▸ **About this exercise**
In the listing below, repeat exactly every line from the first through the line containing "pub const VERSION: &str", with nothing else.

▸ **Data for the task**
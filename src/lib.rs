pub mod config;
pub mod dsp;
pub mod error;

use serde::Serialize;
use wasm_bindgen::prelude::*;

use crate::config::SynthConfig;
use crate::dsp::synth::{Synthesis, SynthesisRequest, Synthesizer};
use crate::error::SynthError;

pub use crate::dsp::oscillator::{Oscillator, Waveform};
pub use crate::dsp::synth::{AudioClip, ShapePolicy};

/// The crate version, read from Cargo.toml at compile time.
pub const VERSION: &str = env!("CARGO_PKG_VERSION");

/// WASM-exposed: return the crate version string.
#[wasm_bindgen]
pub fn core_version() -> String {
    VERSION.to_string()
}

/// What the browser receives from a synthesis call.
#[derive(Debug, Serialize)]
#[serde(rename_all = "camelCase")]
pub struct SynthesisOutput<'a> {
    pub sample_rate: u32,
    pub samples: &'a [f32],
    pub preview: &'a [f64],
}

impl<'a> From<&'a Synthesis> for SynthesisOutput<'a> {
    fn from(s: &'a Synthesis) -> Self {
        SynthesisOutput {
            sample_rate: s.audio.sample_rate,
            samples: &s.audio.samples,
            preview: s.preview(),
        }
    }
}

/// Validate a list of oscillators and synthesize it with the default config.
pub fn synthesize(oscillators: Vec<Oscillator>) -> Result<Synthesis, SynthError> {
    let synth = Synthesizer::default();
    let request = SynthesisRequest::new(oscillators)?;
    Ok(synth.synthesize(&request))
}

/// Synthesize from the control surface's parallel lists, using the first
/// `count` entries of each.
pub fn synthesize_parallel<S: AsRef<str>>(
    frequencies: &[f64],
    amplitudes: &[f64],
    phases: &[f64],
    shapes: &[S],
    count: usize,
    policy: ShapePolicy,
) -> Result<Synthesis, SynthError> {
    let request =
        SynthesisRequest::from_parallel(frequencies, amplitudes, phases, shapes, count, policy)?;
    Ok(Synthesizer::default().synthesize(&request))
}

fn output_to_js(synthesis: &Synthesis) -> Result<JsValue, JsValue> {
    serde_wasm_bindgen::to_value(&SynthesisOutput::from(synthesis))
        .map_err(|e| JsValue::from_str(&format!("{e}")))
}

fn oscillators_from_js(value: JsValue) -> Result<Vec<Oscillator>, JsValue> {
    serde_wasm_bindgen::from_value(value).map_err(|e| JsValue::from_str(&format!("{e}")))
}

fn synthesize_js(oscillators: JsValue) -> Result<Synthesis, JsValue> {
    let oscillators = oscillators_from_js(oscillators)?;
    synthesize(oscillators).map_err(|e| JsValue::from_str(&format!("{e}")))
}

/// WASM-exposed: the default config, so the UI builds its sliders from
/// the same constants the synthesizer uses.
#[wasm_bindgen]
pub fn default_config() -> Result<JsValue, JsValue> {
    serde_wasm_bindgen::to_value(&SynthConfig::default())
        .map_err(|e| JsValue::from_str(&format!("{e}")))
}

/// WASM-exposed: synthesize an array of oscillators into
/// `{sampleRate, samples, preview}`.
#[wasm_bindgen(js_name = synthesize)]
pub fn synthesize_wasm(oscillators: JsValue) -> Result<JsValue, JsValue> {
    let synthesis = synthesize_js(oscillators)?;
    output_to_js(&synthesis)
}

/// WASM-exposed: synthesize straight from the slider values.
/// With `silence_unknown`, an unrecognized waveform name plays as silence
/// instead of failing the call.
#[wasm_bindgen]
pub fn synthesize_controls(
    frequencies: Vec<f64>,
    amplitudes: Vec<f64>,
    phases: Vec<f64>,
    shapes: Vec<String>,
    count: usize,
    silence_unknown: bool,
) -> Result<JsValue, JsValue> {
    let policy = if silence_unknown {
        ShapePolicy::Silence
    } else {
        ShapePolicy::Reject
    };
    let synthesis = synthesize_parallel(
        &frequencies,
        &amplitudes,
        &phases,
        shapes.as_slice(),
        count,
        policy,
    )
    .map_err(|e| JsValue::from_str(&format!("{e}")))?;
    output_to_js(&synthesis)
}

/// WASM-exposed: synthesize to mono f32 samples for AudioWorklet playback.
#[wasm_bindgen]
pub fn synthesize_samples(oscillators: JsValue) -> Result<Vec<f32>, JsValue> {
    Ok(synthesize_js(oscillators)?.audio.samples)
}

/// WASM-exposed: synthesize to a WAV byte array for an `<audio>` element.
#[wasm_bindgen]
pub fn synthesize_wav(oscillators: JsValue) -> Result<Vec<u8>, JsValue> {
    let synthesis = synthesize_js(oscillators)?;
    Ok(dsp::renderer::render_wav(&synthesis.audio))
}
//! WAV renderer — encodes an AudioClip as a mono 16-bit WAV byte buffer.

use super::synth::AudioClip;

/// Render a clip to a WAV file as bytes (16-bit mono PCM).
pub fn render_wav(clip: &AudioClip) -> Vec<u8> {
    let pcm = to_pcm_i16(&clip.samples);
    let data_size = (pcm.len() * BYTES_PER_SAMPLE as usize) as u32;

    let mut buf = Vec::with_capacity(WAV_HEADER_LEN + data_size as usize);
    write_header(&mut buf, clip.sample_rate, data_size);
    for sample in pcm {
        buf.extend_from_slice(&sample.to_le_bytes());
    }
    buf
}

/// Convert float samples in [-1, 1] to i16, clamping anything outside.
pub fn to_pcm_i16(samples: &[f32]) -> Vec<i16> {
    samples
        .iter()
        .map(|&s| (s as f64 * 32767.0).round().clamp(-32768.0, 32767.0) as i16)
        .collect()
}

const WAV_HEADER_LEN: usize = 44;
const BYTES_PER_SAMPLE: u16 = 2;

/// RIFF/WAVE header for one channel of 16-bit PCM.
fn write_header(buf: &mut Vec<u8>, sample_rate: u32, data_size: u32) {
    buf.extend_from_slice(b"RIFF");
    buf.extend_from_slice(&(36 + data_size).to_le_bytes());
    buf.extend_from_slice(b"WAVE");

    buf.extend_from_slice(b"fmt ");
    buf.extend_from_slice(&16u32.to_le_bytes());
    buf.extend_from_slice(&1u16.to_le_bytes()); // PCM
    buf.extend_from_slice(&1u16.to_le_bytes()); // mono
    buf.extend_from_slice(&sample_rate.to_le_bytes());
    buf.extend_from_slice(&(sample_rate * BYTES_PER_SAMPLE as u32).to_le_bytes());
    buf.extend_from_slice(&BYTES_PER_SAMPLE.to_le_bytes());
    buf.extend_from_slice(&(BYTES_PER_SAMPLE * 8).to_le_bytes());

    buf.extend_from_slice(b"data");
    buf.extend_from_slice(&data_size.to_le_bytes());
}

▸ **Reply to the exercise**
filename src/lib.rs
pub mod config;
pub mod dsp;
pub mod error;

use serde::Serialize;
use wasm_bindgen::prelude::*;

use crate::config::SynthConfig;
use crate::dsp::synth::{Synthesis, SynthesisRequest, Synthesizer};
use crate::error::SynthError;

pub use crate::dsp::oscillator::{Oscillator, Waveform};
pub use crate::dsp::synth::{AudioClip, ShapePolicy};

/// The crate version, read from Cargo.toml at compile time.
pub const VERSION: &str = env!("CARGO_PKG_VERSION");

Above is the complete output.